Già il motivo che dà il titolo al film ha diversi strati di significato (un'ora è anche la durata del filmato) e si ripete nella versione originale del 1938 (allora la cantava Fedora Mingarelli) fino a una delle, più rare, versioni cantate da una voce maschile alla fine degli anni sessanta: gli Showman, un gruppo oggi poco ricordato, ma che allora ebbe un grande successo proprio con questa canzone.
E, naturalmente, le immagini, che sono forse il materiale più corposo, ma che non avrebbero la stessa forza se non fossero così strettamente cucite con gli altri mezzi.
Si passa dal bianco e nero al colore, dalle immagini in movimento alle fotografie, al sovrapporsi di pagine scritte e documenti; alcune immagini, come alcune frasi, continuano a ricorrere, segnando un legame nel tempo e un ripetersi di emozioni simili in contesti diversi.
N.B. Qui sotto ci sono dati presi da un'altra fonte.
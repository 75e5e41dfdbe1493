use std::sync::Mutex;
use std::time::Duration;

use corpus_service_cli::{
    ContentPipeline, CorpusPipeline, Phase, PipelineConfig, PipelineError, PipelineObserver,
};
use serde_json::json;
use wiremock::matchers::{method, path};
use wiremock::{Mock, MockServer, ResponseTemplate};

#[derive(Default)]
struct RecordingObserver {
    phases: Mutex<Vec<Phase>>,
}

impl PipelineObserver for RecordingObserver {
    fn phase(&self, phase: Phase) {
        self.phases.lock().unwrap().push(phase);
    }
}

fn test_config(server: &MockServer) -> PipelineConfig {
    PipelineConfig {
        request_delay: Duration::ZERO,
        api_key: "test-key".into(),
        api_base_url: server.uri(),
        ..PipelineConfig::default()
    }
}

async fn mount_site(server: &MockServer) {
    Mock::given(method("GET"))
        .and(path("/"))
        .respond_with(ResponseTemplate::new(200).set_body_raw(
            r#"<html><head><title>Home</title></head><body>
                 <nav><p>Home about contact links</p></nav>
                 <p>We bake fresh bread every single morning.</p>
                 <a href="/about">About</a>
                 <a href="/login">Login</a>
               </body></html>"#,
            "text/html",
        ))
        .mount(server)
        .await;

    Mock::given(method("GET"))
        .and(path("/about"))
        .respond_with(ResponseTemplate::new(200).set_body_raw(
            r#"<html><head><title>About</title></head><body>
                 <p>Our bakery was founded in 1990 by two friends.</p>
               </body></html>"#,
            "text/html",
        ))
        .mount(server)
        .await;
}

async fn mount_completions(server: &MockServer, status: u16) {
    let content = json!({
        "answer": "Fresh bread is baked every morning.",
        "question": "When is the bread baked",
        "topic": "bread",
        "subject": "baking"
    })
    .to_string();

    Mock::given(method("POST"))
        .and(path("/chat/completions"))
        .respond_with(ResponseTemplate::new(status).set_body_json(json!({
            "choices": [{ "message": { "role": "assistant", "content": content } }]
        })))
        .mount(server)
        .await;
}

#[tokio::test]
async fn crawls_site_and_generates_a_record_per_passage() {
    let server = MockServer::start().await;
    mount_site(&server).await;
    mount_completions(&server, 200).await;

    let pipeline = CorpusPipeline::new(test_config(&server)).expect("pipeline");
    let observer = RecordingObserver::default();

    let output = pipeline
        .run(&[format!("{}/", server.uri())], false, &observer)
        .await
        .expect("run ok");

    assert_eq!(output.stats.pages_discovered, 2);
    assert_eq!(output.stats.pages_processed, 2);
    assert_eq!(output.data.len(), 2);
    assert_eq!(output.stats.qa_pairs, 2);
    assert!(output.errors.is_empty());
    assert_eq!(output.data[0].question, "When is the bread baked?");
    assert_eq!(output.data[0].intent, "content.bread.baking");
    assert_eq!(output.data[1].intent, "about.bread.baking");
    assert_eq!(
        *observer.phases.lock().unwrap(),
        vec![Phase::Fetching, Phase::Processing, Phase::Generating]
    );
}

#[tokio::test]
async fn single_page_discovery_does_not_crawl() {
    let server = MockServer::start().await;
    mount_site(&server).await;

    let pipeline = CorpusPipeline::new(test_config(&server)).expect("pipeline");
    let url = format!("{}/about", server.uri());

    let urls = pipeline.discover(&url, true).await.expect("discover");

    assert_eq!(urls, vec![url]);
}

#[tokio::test]
async fn generation_outage_fails_the_run() {
    let server = MockServer::start().await;
    mount_site(&server).await;
    mount_completions(&server, 400).await;

    let pipeline = CorpusPipeline::new(test_config(&server)).expect("pipeline");

    let err = pipeline
        .run(&[format!("{}/about", server.uri())], true, &RecordingObserver::default())
        .await
        .unwrap_err();

    assert!(matches!(err, PipelineError::Generation(_)));
}

#[tokio::test]
async fn unreachable_page_is_a_transient_fetch_failure() {
    let server = MockServer::start().await;
    Mock::given(method("GET"))
        .and(path("/gone"))
        .respond_with(ResponseTemplate::new(404))
        .mount(&server)
        .await;

    let pipeline = CorpusPipeline::new(test_config(&server)).expect("pipeline");

    let err = pipeline
        .run(&[format!("{}/gone", server.uri())], true, &RecordingObserver::default())
        .await
        .unwrap_err();

    assert!(matches!(err, PipelineError::Fetch { .. }));
    assert!(err.is_transient());
}
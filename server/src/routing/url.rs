use url::{Host, Url};

#[derive(Debug, Clone, PartialEq, Eq, thiserror::Error)]
#[error("invalid url {input:?}: {reason}")]
pub struct InvalidUrl {
    pub input: String,
    pub reason: String,
}

impl InvalidUrl {
    fn new(input: &str, reason: impl Into<String>) -> Self {
        Self {
            input: input.to_string(),
            reason: reason.into(),
        }
    }
}

/// Prefix `https://` unless the input already names an http(s) scheme.
pub fn normalize_input_url(raw: &str) -> String {
    let raw = raw.trim();
    let lower = raw.to_ascii_lowercase();
    if lower.starts_with("http://") || lower.starts_with("https://") {
        raw.to_string()
    } else {
        format!("https://{raw}")
    }
}

/// A normalized, syntactically valid absolute http(s) URL.
#[derive(Debug, Clone, PartialEq, Eq)]
pub struct TargetUrl {
    normalized: String,
    parsed: Url,
}

impl TargetUrl {
    pub fn parse(raw: &str) -> Result<Self, InvalidUrl> {
        if raw.trim().is_empty() {
            return Err(InvalidUrl::new(raw, "empty"));
        }
        if raw.trim().contains(char::is_whitespace) {
            return Err(InvalidUrl::new(raw, "contains whitespace"));
        }

        let normalized = normalize_input_url(raw);
        let parsed = Url::parse(&normalized).map_err(|e| InvalidUrl::new(raw, e.to_string()))?;

        if !matches!(parsed.scheme(), "http" | "https") {
            return Err(InvalidUrl::new(raw, "unsupported scheme"));
        }
        match parsed.host() {
            Some(Host::Domain(domain)) if is_valid_domain(domain) => {}
            Some(Host::Ipv4(_)) | Some(Host::Ipv6(_)) => {}
            Some(Host::Domain(_)) => return Err(InvalidUrl::new(raw, "malformed host")),
            None => return Err(InvalidUrl::new(raw, "missing host")),
        }

        Ok(Self { normalized, parsed })
    }

    pub fn as_str(&self) -> &str {
        &self.normalized
    }

    /// True when the URL names one specific page rather than a site root.
    pub fn is_single_page(&self) -> bool {
        let path = self.parsed.path();
        !path.is_empty() && path != "/" && !path.trim_end_matches('/').is_empty()
    }
}

impl std::fmt::Display for TargetUrl {
    fn fmt(&self, f: &mut std::fmt::Formatter<'_>) -> std::fmt::Result {
        f.write_str(&self.normalized)
    }
}

fn is_valid_domain(domain: &str) -> bool {
    if domain == "localhost" {
        return true;
    }
    let labels: Vec<&str> = domain.trim_end_matches('.').split('.').collect();
    if labels.len() < 2 {
        return false;
    }
    let labels_ok = labels.iter().all(|label| {
        !label.is_empty()
            && label.len() <= 63
            && !label.starts_with('-')
            && !label.ends_with('-')
            && label.chars().all(|c| c.is_ascii_alphanumeric() || c == '-')
    });
    let tld = labels[labels.len() - 1];
    labels_ok && tld.len() >= 2 && (tld.starts_with("xn--") || tld.chars().all(|c| c.is_ascii_alphabetic()))
}
use anyhow::Context;
use tokio::net::TcpListener;
use tracing_subscriber::EnvFilter;

use corpus_server::config::ServerConfig;
use corpus_server::resources::Resources;
use corpus_server::state::AppState;
use corpus_service_cli::PipelineConfig;

#[tokio::main]
async fn main() -> anyhow::Result<()> {
    dotenvy::dotenv().ok();

    tracing_subscriber::fmt()
        .with_env_filter(
            EnvFilter::try_from_default_env().unwrap_or_else(|_| {
                EnvFilter::new("corpus_server=debug,corpus_service_cli=info,tower_http=info")
            }),
        )
        .init();

    let config = ServerConfig::from_env();
    let resources = Resources::from_config(PipelineConfig::from_env())
        .await
        .context("failed to initialize generation resources")?;

    let addr = format!("{}:{}", config.host, config.port);
    let state = AppState::new(config, resources).context("failed to build http client")?;
    let app = corpus_server::app(state);

    let listener = TcpListener::bind(&addr)
        .await
        .with_context(|| format!("failed to bind {addr}"))?;
    tracing::info!(%addr, "server listening");

    axum::serve(listener, app)
        .with_graceful_shutdown(shutdown_signal())
        .await
        .context("server error")?;

    tracing::info!("server shut down");
    Ok(())
}

async fn shutdown_signal() {
    if let Err(err) = tokio::signal::ctrl_c().await {
        tracing::error!(error = %err, "failed to listen for shutdown signal");
        std::future::pending::<()>().await;
    }
}
use std::collections::HashSet;
use std::sync::Arc;
use std::time::Instant;

use async_trait::async_trait;
use futures::stream::{self, StreamExt};
use serde::{Deserialize, Serialize};

use crate::ai::{Generator, OpenAiGenerator, QaRecord};
use crate::config::PipelineConfig;
use crate::scraper::Scraper;
use crate::utils::word_count;
use crate::{Page, PipelineError};

/// Coarse stages of one pipeline run, reported in order.
#[derive(Debug, Clone, Copy, PartialEq, Eq)]
pub enum Phase {
    Fetching,
    Processing,
    Generating,
}

pub trait PipelineObserver: Send + Sync {
    fn phase(&self, phase: Phase);
}

pub struct NoopObserver;

impl PipelineObserver for NoopObserver {
    fn phase(&self, _phase: Phase) {}
}

/// A failure that cost one page or one passage, not the whole run.
#[derive(Debug, Clone, Serialize, Deserialize, PartialEq)]
pub struct PartialError {
    pub url: String,
    pub message: String,
}

#[derive(Debug, Clone, Default, Serialize, Deserialize, PartialEq)]
pub struct CorpusStats {
    pub pages_discovered: usize,
    pub pages_processed: usize,
    pub elements_extracted: usize,
    pub qa_pairs: usize,
    pub errors: usize,
    /// Seconds spent inside the pipeline.
    pub processing_time: f64,
    /// Seconds from resource initialisation to the end of generation.
    /// Filled in by whoever drives the pipeline.
    pub generation_time: f64,
}

#[derive(Debug, Clone, Default, Serialize, Deserialize, PartialEq)]
pub struct CorpusOutput {
    pub data: Vec<QaRecord>,
    pub errors: Vec<PartialError>,
    pub stats: CorpusStats,
}

/// Everything between "here are some URLs" and "here is the corpus".
#[async_trait]
pub trait ContentPipeline: Send + Sync {
    /// Expand one target into the pages that would be processed for it.
    async fn discover(&self, url: &str, single_page: bool) -> Result<Vec<String>, PipelineError>;

    /// Verify generation resources before a run.
    async fn prepare(&self) -> Result<(), PipelineError> {
        Ok(())
    }

    /// Fetch, process and generate for `urls`.
    async fn run(
        &self,
        urls: &[String],
        single_page: bool,
        observer: &dyn PipelineObserver,
    ) -> Result<CorpusOutput, PipelineError>;
}

pub struct CorpusPipeline {
    scraper: Scraper,
    generator: Arc<dyn Generator>,
    config: PipelineConfig,
}

impl CorpusPipeline {
    pub fn new(config: PipelineConfig) -> Result<Self, PipelineError> {
        let generator = Arc::new(OpenAiGenerator::new(&config)?);
        Self::with_generator(config, generator)
    }

    pub fn with_generator(
        config: PipelineConfig,
        generator: Arc<dyn Generator>,
    ) -> Result<Self, PipelineError> {
        Ok(Self {
            scraper: Scraper::new(config.clone())?,
            generator,
            config,
        })
    }

    async fn discover_all(
        &self,
        urls: &[String],
        single_page: bool,
        errors: &mut Vec<PartialError>,
    ) -> Result<Vec<String>, PipelineError> {
        let mut targets = Vec::new();
        let mut seen = HashSet::new();
        let mut last_err = None;

        for url in urls {
            match self.scraper.discover(url, single_page).await {
                Ok(found) => {
                    for page in found {
                        if seen.insert(page.clone()) {
                            targets.push(page);
                        }
                    }
                }
                Err(err) => {
                    tracing::warn!(%url, error = %err, "discovery failed");
                    errors.push(PartialError {
                        url: url.clone(),
                        message: err.to_string(),
                    });
                    last_err = Some(err);
                }
            }
        }

        match last_err {
            Some(err) if targets.is_empty() => Err(err),
            _ => Ok(targets),
        }
    }

    async fn fetch_all(&self, targets: &[String], errors: &mut Vec<PartialError>) -> Vec<Page> {
        let results = stream::iter(targets.iter().cloned())
            .map(|url| async move {
                let result = self.scraper.fetch_page(&url).await;
                (url, result)
            })
            .buffered(self.config.concurrent_requests)
            .collect::<Vec<_>>()
            .await;

        let mut pages = Vec::new();
        for (url, result) in results {
            match result {
                Ok(page) => pages.push(page),
                Err(err) => {
                    tracing::warn!(%url, error = %err, "page skipped");
                    errors.push(PartialError {
                        url: url.clone(),
                        message: err.to_string(),
                    });
                }
            }
        }
        pages
    }

    /// Passages worth generating from, in page order, without duplicates.
    fn passages(&self, pages: &[Page]) -> Vec<(String, String)> {
        let mut seen = HashSet::new();
        pages
            .iter()
            .flat_map(|page| page.elements.iter().map(move |e| (e.clone(), page.url.clone())))
            .filter(|(text, _)| word_count(text) >= self.config.min_words_per_element)
            .filter(|(text, _)| seen.insert(text.clone()))
            .take(self.config.max_sentences)
            .collect()
    }
}

#[async_trait]
impl ContentPipeline for CorpusPipeline {
    async fn discover(&self, url: &str, single_page: bool) -> Result<Vec<String>, PipelineError> {
        self.scraper.discover(url, single_page).await
    }

    async fn prepare(&self) -> Result<(), PipelineError> {
        self.generator.ensure_ready()
    }

    async fn run(
        &self,
        urls: &[String],
        single_page: bool,
        observer: &dyn PipelineObserver,
    ) -> Result<CorpusOutput, PipelineError> {
        let started = Instant::now();
        let label = urls.first().cloned().unwrap_or_default();
        let mut errors = Vec::new();

        observer.phase(Phase::Fetching);
        let targets = self.discover_all(urls, single_page, &mut errors).await?;
        let pages = self.fetch_all(&targets, &mut errors).await;
        if pages.is_empty() {
            return Err(if errors.is_empty() {
                PipelineError::NoContent(label)
            } else {
                PipelineError::Fetch {
                    url: label,
                    reason: "no page could be fetched".into(),
                }
            });
        }

        observer.phase(Phase::Processing);
        let passages = self.passages(&pages);
        if passages.is_empty() {
            return Err(PipelineError::NoContent(label));
        }
        tracing::info!(url = %label, pages = pages.len(), passages = passages.len(), "generating corpus");

        observer.phase(Phase::Generating);
        let generator = &self.generator;
        let results = stream::iter(passages.iter().cloned())
            .map(|(text, page_url)| async move {
                let result = generator.generate(&text, &page_url).await;
                (page_url, result)
            })
            .buffered(self.config.concurrent_requests)
            .collect::<Vec<_>>()
            .await;

        let mut data = Vec::new();
        let mut generation_failures = 0;
        for (page_url, result) in results {
            match result {
                Ok(record) => data.push(record),
                Err(err) => {
                    generation_failures += 1;
                    errors.push(PartialError {
                        url: page_url.clone(),
                        message: err.to_string(),
                    });
                }
            }
        }
        if data.is_empty() && generation_failures > 0 {
            return Err(PipelineError::Generation(format!(
                "all {generation_failures} passages failed to generate"
            )));
        }

        let stats = CorpusStats {
            pages_discovered: targets.len(),
            pages_processed: pages.len(),
            elements_extracted: passages.len(),
            qa_pairs: data.len(),
            errors: errors.len(),
            processing_time: started.elapsed().as_secs_f64(),
            generation_time: 0.0,
        };

        Ok(CorpusOutput {
            data,
            errors,
            stats,
        })
    }
}
pub mod corpus;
"Un'ora sola ti vorrei", di Bertini-Marchetti, è una canzone che ha una storia particolare. Quando uscì, nel 1938, fu considerata irriverente dal regime fascista. Come altri brani dell'epoca, le sue parole si prestavano a un doppio senso riferito al Duce.
Da allora ha accompagnato praticamente tutte le generazioni, riproposta periodicamente in numerose cover.